The gift of a few cattle, given to Kamehameha I by Captain George Vancouver in 1793, spawned a rich tradition of cowboy and ranch culture that is still here, today.
With a kapu against killing the cattle, by 1830, wild bullocks posed a serious and dangerous threat to humans. Spurred also by the growing business of reprovisioning visiting ships with fresh meat and vegetables, Kamehameha III and Kaʻahumanu saw the wisdom of bringing in experienced cowboys.
They hired Spanish-Mexican vaquero (cowboys) from California to hunt bullocks and train Hawaiians to rope and handle cattle. The cowboys spoke Spanish – “Espanol” which turned into “paniolo” according to one explanation of the term.
The Hawaiian cowboy, nicknamed “paniolo,” played an important role in the economic and cultural development of Hawaiʻi and helped to establish the islands as a major cattle exporter to California, the Americas and the Pacific Rim for over a century.
Some might not realize that Hawaiʻi’s working paniolo preceded the emergence of the American cowboy in the American West.
After winning the Revolutionary war (1781), American settlers started to pour into the “west;” by 1788, the first permanent American settlement in the Northwest Territory was in Ohio.
In 1800, the western frontier extended to the Mississippi River, which bisects the continental United States north-to-south from just west of the Great Lakes to the delta near New Orleans.
Then, in 1803, President Thomas Jefferson’s Louisiana Purchase doubled the size of the nation.
The Battle of the Alamo was in 1836; later that year, Texas became independent, the Mexicans left, leaving their cattle behind. Texan farmers claimed the cattle and set up their own ranches.
It wasn’t until the 1840s that the wagon trains really started travelling to the far west. Then, with the US victory in the Mexican-American war and gold soon found in California, the rush to the West was on.
The cattle trade in the American West was at its peak from 1867 until the early-1880s.

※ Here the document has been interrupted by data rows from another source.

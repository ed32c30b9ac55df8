//! The GL renderer: owns the cone geometry, both shader programs, and the
//! label target, and issues the label and presentation passes.

use std::sync::Arc;

use glow::{HasContext, PixelPackData};

use crate::{
    config::VoronoiConfig,
    error::{Result, VoronoiError},
    geometry::{self, Sites, QUAD_VERTICES},
    label::{label_color, LabelImage},
    scope::{Binding, GlObject, Scope, Staged},
    shaders,
    target::{gl_size, LabelTarget},
    types::{ConeVertex, QuadVertex, SiteOffset},
};

/// Oldest desktop OpenGL version with instanced attribute divisors and
/// GLSL 3.30.
const REQUIRED_VERSION: (u32, u32) = (3, 3);

/// Vertex attribute slot of the cone mesh position.
const POSITION_ATTRIB: u32 = 0;
/// Vertex attribute slot of the per-instance site offset.
const OFFSET_ATTRIB: u32 = 1;

/// Byte stride of a vertex type, as the `i32` GL expects.
///
/// Vertex types are a handful of bytes, well within `i32` range.
#[expect(clippy::cast_possible_truncation, clippy::cast_possible_wrap)]
const fn stride_of<T>() -> i32 {
    std::mem::size_of::<T>() as i32
}

/// Check that `gl` is a desktop context of at least OpenGL 3.3.
///
/// # Errors
///
/// Returns [`VoronoiError::ContextTooOld`] for embedded contexts or versions
/// below 3.3.
pub fn check_context(gl: &glow::Context) -> Result<()> {
    let version = gl.version();
    let (required_major, required_minor) = REQUIRED_VERSION;
    if version.is_embedded || (version.major, version.minor) < REQUIRED_VERSION {
        return Err(VoronoiError::ContextTooOld {
            major: version.major,
            minor: version.minor,
            embedded: version.is_embedded,
            required_major,
            required_minor,
        });
    }
    Ok(())
}

/// Cached uniform locations for the label program.
struct LabelUniforms {
    /// `u_cone_radius` — base radius of every cone in NDC.
    cone_radius: glow::UniformLocation,
}
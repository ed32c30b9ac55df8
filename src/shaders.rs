//! GLSL shader sources and compilation helpers.
//!
//! All shaders target GLSL 3.30 core (OpenGL 3.3), the first core version
//! with explicit attribute locations, `gl_InstanceID`, and instanced
//! attribute divisors.

use glow::HasContext;

use crate::error::{Result, VoronoiError};

/// Vertex shader for the label pass.
///
/// Translates the shared cone by the per-instance site offset (x/y only, so
/// the depth profile is untouched) and derives the label color from
/// `gl_InstanceID`.
///
/// # Attributes
///
/// | Location | Name         | Type   | Rate         |
/// |----------|--------------|--------|--------------|
/// | `0`      | `a_position` | `vec3` | per vertex   |
/// | `1`      | `a_offset`   | `vec2` | per instance |
///
/// # Uniforms
///
/// | Name            | Type    | Description                           |
/// |-----------------|---------|---------------------------------------|
/// | `u_cone_radius` | `float` | Scale of the unit cone's base in NDC  |
pub const LABEL_VERTEX_SRC: &str = r"#version 330 core

layout(location = 0) in vec3 a_position;
layout(location = 1) in vec2 a_offset;

uniform float u_cone_radius;

flat out vec3 v_label;

void main() {
    gl_Position = vec4(a_position.xy * u_cone_radius + a_offset, a_position.z, 1.0);

    // Little-endian base-256 site index
    int r = gl_InstanceID % 256;
    int g = (gl_InstanceID / 256) % 256;
    int b = (gl_InstanceID / 65536) % 256;
    v_label = vec3(r, g, b) / 255.0;
}
";

/// Fragment shader for the label pass. Writes the instance label unchanged.
pub const LABEL_FRAGMENT_SRC: &str = r"#version 330 core

flat in vec3 v_label;

layout(location = 0) out vec4 frag_color;

void main() {
    frag_color = vec4(v_label, 1.0);
}
";

/// Vertex shader for the full-viewport quad.
pub const QUAD_VERTEX_SRC: &str = r"#version 330 core

layout(location = 0) in vec2 a_position;

void main() {
    gl_Position = vec4(a_position, 0.0, 1.0);
}
";

/// Fragment shader for the presentation pass.
///
/// Fetches exactly one texel per fragment by integer coordinate, so labels
/// are never filtered regardless of the texture's filter mode. Fragments
/// beyond the texture repeat its last row or column.
///
/// # Uniforms
///
/// | Name       | Type        | Description                  |
/// |------------|-------------|------------------------------|
/// | `u_labels` | `sampler2D` | Label texture unit (always 0) |
pub const BLIT_FRAGMENT_SRC: &str = r"#version 330 core

uniform sampler2D u_labels;

layout(location = 0) out vec4 frag_color;

void main() {
    ivec2 last = textureSize(u_labels, 0) - 1;
    ivec2 texel = min(ivec2(gl_FragCoord.xy), last);
    frag_color = vec4(texelFetch(u_labels, texel, 0).rgb, 1.0);
}
";

/// Compile a shader program from vertex and fragment source strings.
///
/// The compiled shader objects are detached and deleted after successful
/// linking, so only the program handle needs to be cleaned up by the caller.
///
/// # Safety
///
/// Requires a valid, current OpenGL context.
///
/// # Errors
///
/// Returns [`VoronoiError::ShaderCompile`] or [`VoronoiError::ProgramLink`]
/// carrying the driver's info log, or [`VoronoiError::Resource`] if the
/// program object cannot be created.
pub unsafe fn compile_program(
    gl: &glow::Context,
    vertex_src: &str,
    fragment_src: &str,
) -> Result<glow::Program> {
    let program = unsafe { gl.create_program() }.map_err(VoronoiError::Resource)?;

    let stages = unsafe {
        compile_shader(gl, glow::VERTEX_SHADER, vertex_src).and_then(|vs| {
            compile_shader(gl, glow::FRAGMENT_SHADER, fragment_src)
                .map(|fs| (vs, fs))
                .inspect_err(|_| gl.delete_shader(vs))
        })
    };
    let (vs, fs) = match stages {
        Ok(stages) => stages,
        Err(e) => {
            unsafe { gl.delete_program(program) };
            return Err(e);
        }
    };

    unsafe {
        gl.attach_shader(program, vs);
        gl.attach_shader(program, fs);
        gl.link_program(program);

        let linked = gl.get_program_link_status(program);
        gl.detach_shader(program, vs);
        gl.detach_shader(program, fs);
        gl.delete_shader(vs);
        gl.delete_shader(fs);

        if !linked {
            let log = gl.get_program_info_log(program);
            gl.delete_program(program);
            return Err(VoronoiError::ProgramLink(log));
        }
    }

    Ok(program)
}

/// Compile a single shader stage (vertex or fragment) from source.
///
/// # Safety
///
/// Requires a valid, current OpenGL context.
unsafe fn compile_shader(
    gl: &glow::Context,
    shader_type: u32,
    source: &str,
) -> Result<glow::Shader> {
    unsafe {
        let shader = gl.create_shader(shader_type).map_err(VoronoiError::Resource)?;
        gl.shader_source(shader, source);
        gl.compile_shader(shader);

        if !gl.get_shader_compile_status(shader) {
            let log = gl.get_shader_info_log(shader);
            gl.delete_shader(shader);
            let stage = if shader_type == glow::VERTEX_SHADER {
                "vertex"
            } else {
                "fragment"
            };
            return Err(VoronoiError::ShaderCompile(format!("{stage} stage: {log}")));
        }

        Ok(shader)
    }
}

#[cfg(test)]
mod tests {
    use super::*;

    const ALL: [&str; 4] = [
        LABEL_VERTEX_SRC,
        LABEL_FRAGMENT_SRC,
        QUAD_VERTEX_SRC,
        BLIT_FRAGMENT_SRC,
    ];

    #[test]
    fn sources_declare_core_330() {
        for src in ALL {
            assert!(src.starts_with("#version 330 core\n"));
        }
    }

    #[test]
    fn label_varying_is_flat_on_both_sides() {
        assert!(LABEL_VERTEX_SRC.contains("flat out vec3 v_label;"));
        assert!(LABEL_FRAGMENT_SRC.contains("flat in vec3 v_label;"));
    }

    #[test]
    fn blit_uses_integer_texel_fetch() {
        assert!(BLIT_FRAGMENT_SRC.contains("texelFetch("));
        assert!(!BLIT_FRAGMENT_SRC.contains("texture(u_labels"));
    }
}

And, when in cattle country, you can expect rodeos.
Headlines in Island and Wyoming newspapers in August of 1908 announced rodeo history.
Twelve thousand spectators, a huge number for those days, watched Ikua Purdy, Jack Low, and Archie Kaaua from Hawaiʻi carry off top awards at the world-famous Cheyenne Frontier Days Rodeo (the “granddaddy” of rodeo.).

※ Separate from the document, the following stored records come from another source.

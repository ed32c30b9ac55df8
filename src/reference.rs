//! CPU rendition of both passes.
//!
//! [`rasterize_labels`] evaluates, for every pixel center, the depth of each
//! tessellated cone exactly as the GL label pass produces it and keeps the
//! nearest under a strict less-than test in instance order. Since the cone
//! faces are planar, the window depth of cone `i` at point `p` is the
//! polygonal norm of `p - site_i` divided by the cone radius; a pixel is
//! covered while that value is below the cleared far depth of `1.0`.
//!
//! [`present`] applies the blit shader's texel mapping.

use std::f32::consts::{PI, TAU};

use crate::config::VoronoiConfig;
use crate::error::{Result, VoronoiError};
use crate::geometry::{Sites, MIN_CONE_RESOLUTION};
use crate::label::LabelImage;

/// Rasterize the label pass on the CPU.
///
/// Produces the same image as the GPU label pass for the same configuration,
/// except that exact depth ties (which the GPU may resolve either way) go to
/// the lower site index.
///
/// # Errors
///
/// Returns a validation error if `config` is invalid or the sites collide
/// with its sentinel.
pub fn rasterize_labels(config: &VoronoiConfig, sites: &Sites) -> Result<LabelImage> {
    config.validate()?;
    config.check_site_count(sites.len())?;

    let cone = ConeProfile::new(config.cone_resolution, config.cone_radius)?;
    let (width, height) = (config.width, config.height);
    let mut labels = LabelImage::filled(width, height, config.sentinel);

    log::debug!(
        "Reference label pass: {width}x{height}, {} sites, resolution {}",
        sites.len(),
        config.cone_resolution
    );

    for y in 0..height {
        for x in 0..width {
            let p = pixel_center(x, y, width, height);
            let mut best = 1.0_f32;
            let mut winner = None;
            for (i, [sx, sy]) in (0_u32..).zip(sites.iter()) {
                let depth = cone.depth([p[0] - sx, p[1] - sy]);
                if depth < best {
                    best = depth;
                    winner = Some(i);
                }
            }
            if let Some(i) = winner {
                labels.set_label(x, y, i);
            }
        }
    }

    Ok(labels)
}

/// Present `labels` into a `width × height` target the way the blit pass
/// does: one texel per pixel, clamped at the texture's far edges, never
/// filtered.
#[must_use]
pub fn present(labels: &LabelImage, width: u32, height: u32) -> LabelImage {
    let mut frame = LabelImage::filled(width, height, 0);
    if labels.width() == 0 || labels.height() == 0 {
        return frame;
    }
    for y in 0..height {
        // Fragment rows count up from the bottom of the target; texel rows
        // count up from the bottom of the texture.
        let gl_row = height - 1 - y;
        let texel_row = gl_row.min(labels.height() - 1);
        let src_y = labels.height() - 1 - texel_row;
        for x in 0..width {
            let src_x = x.min(labels.width() - 1);
            frame.set_label(x, y, labels.label_at(src_x, src_y));
        }
    }
    frame
}

/// Normalized device coordinates of the center of pixel `(x, y)`, with row 0
/// at the top of the image.
///
/// # Panics
///
/// Panics if `(x, y)` lies outside a `width` x `height` image.
#[must_use]
#[expect(clippy::cast_precision_loss)]
pub fn pixel_center(x: u32, y: u32, width: u32, height: u32) -> [f32; 2] {
    assert!(
        x < width && y < height,
        "pixel ({x}, {y}) outside {width}x{height} image"
    );
    let gl_row = height - 1 - y;
    [
        (x as f32 + 0.5) / width as f32 * 2.0 - 1.0,
        (gl_row as f32 + 0.5) / height as f32 * 2.0 - 1.0,
    ]
}

/// Depth profile of the tessellated cone.
struct ConeProfile {
    segments: usize,
    sector: f32,
    /// Apothem of the base polygon, i.e. `radius * cos(π / n)`.
    apothem: f32,
}

impl ConeProfile {
    #[expect(clippy::cast_precision_loss)]
    fn new(segments: usize, radius: f32) -> Result<Self> {
        if segments < MIN_CONE_RESOLUTION {
            return Err(VoronoiError::ConeResolution(segments));
        }
        let n = segments as f32;
        Ok(Self {
            segments,
            sector: TAU / n,
            apothem: radius * (PI / n).cos(),
        })
    }

    /// Window-space depth in `[0, ∞)` of the cone surface at offset `d` from
    /// its apex. Values `>= 1.0` lie outside the cone's base.
    #[expect(
        clippy::cast_possible_truncation,
        clippy::cast_sign_loss,
        clippy::cast_precision_loss
    )]
    fn depth(&self, [dx, dy]: [f32; 2]) -> f32 {
        if dx == 0.0 && dy == 0.0 {
            return 0.0;
        }
        let angle = dy.atan2(dx).rem_euclid(TAU);
        let k = ((angle / self.sector) as usize).min(self.segments - 1);
        let mid = (k as f32 + 0.5) * self.sector;
        let (sin, cos) = mid.sin_cos();
        (dx * cos + dy * sin) / self.apothem
    }
}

Unlike today’s calf-roping, riders lassoed powerful, full-grown steers.
The Cheyenne paper reported that the performances of the dashing Hawaiians, in their vaquero-style clothing and flower-covered, “took the breath of the American cowboys.”
Under drizzling skies, Purdy won the World’s Steer Roping Championship—roping, throwing and tying the steer in 56 seconds. Kaaua and Low took third and sixth place.

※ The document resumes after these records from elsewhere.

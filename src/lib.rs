//! Discrete Voronoi diagrams computed by the GPU rasterizer, using OpenGL via
//! [glow].
//!
//! Every site is drawn as an instance of one shared cone whose apex sits at
//! the site and whose surface slopes away from the viewer. With depth testing
//! enabled, the fragment that survives at each pixel belongs to the cone
//! nearest the viewer, which is the site nearest the pixel in the plane. The
//! vertex shader colors each instance with its own index, so the rendered
//! color attachment is a label image: every pixel holds the index of its
//! nearest site.
//!
//! [`VoronoiRenderer`] owns that label pass and a presentation pass which
//! blits the labels to the screen one texel per pixel, never filtered.
//!
//! # Features
//!
//! - **Instanced cones**: one `glDrawArraysInstanced` call for all sites; the
//!   tessellation resolution trades circularity of the metric for vertices.
//! - **24-bit labels**: site indices are packed little-endian into RGB8, for
//!   up to 2^24 sites, with a configurable sentinel for uncovered pixels.
//! - **Exact presentation** via `texelFetch`, independent of texture
//!   filtering.
//! - **CPU reference** ([`reference`]) that reproduces both passes without a
//!   GL context.
//! - **TOML configuration** through [`VoronoiConfig`].
//!
//! # Coverage
//!
//! Pixels farther than [`VoronoiConfig::cone_radius`] from every site keep
//! the sentinel label. Choosing a radius large enough for the site layout is
//! up to the caller; [`FULL_COVERAGE_RADIUS`] always suffices.
//!
//! # Safety
//!
//! Creating and using a [`VoronoiRenderer`] requires a valid, current OpenGL
//! 3.3 core context. All rendering methods are `unsafe` because they issue
//! raw GL calls.
//!
//! [glow]: https://docs.rs/glow

mod config;
mod error;
mod geometry;
mod label;
pub mod reference;
mod types;

#[cfg(feature = "glow")]
mod render;
#[cfg(feature = "glow")]
mod scope;
#[cfg(feature = "glow")]
pub mod shaders;
#[cfg(feature = "glow")]
mod target;

pub use config::{VoronoiConfig, FULL_COVERAGE_RADIUS, HALF_DIAGONAL};
pub use error::{Result, VoronoiError};
pub use geometry::{cone_vertices, Sites, MIN_CONE_RESOLUTION, QUAD_VERTICES};
pub use label::{
    decode_label, encode_label, label_color, LabelImage, DEFAULT_SENTINEL, MAX_LABELS,
};
#[cfg(feature = "glow")]
pub use render::{check_context, VoronoiRenderer};
pub use types::{ConeVertex, QuadVertex, SiteOffset};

They each accomplished these feats on borrowed horses.
Purdy worked at Parker Ranch prior traveling to Cheyenne, Wyoming; his victory demonstrated the exceptional skills of the paniolo to mainland cowboys who long regarded rodeo and roping as their own domain.
On arriving home, the men were met at dockside by thousands of cheering fans and also honored by parades and other festivities on Maui and Hawai‘i.
Waimea-born Purdy moved to Ulupalakua, Maui and resumed his work as a paniolo until his death in 1945. He did not return to the mainland to defend his title, in fact he never left Hawaii’s shores again. But his victory and legend live on in Hawaiʻi and the annals of rodeo history.
In 1999, Ikua Purdy was voted into the National Cowboy Museum, Rodeo Hall of Fame. That same year he was the first inductee to the Paniolo Hall of Fame established by the Oʻahu Cattlemen’s Association.
In 2003, a large bronze statue of Purdy roping a steer was placed in Waimea town on the Big Island, erected by the Paniolo Preservation Society. In October 2007, Purdy was inducted into the Cheyenne Frontier Days Hall of Fame.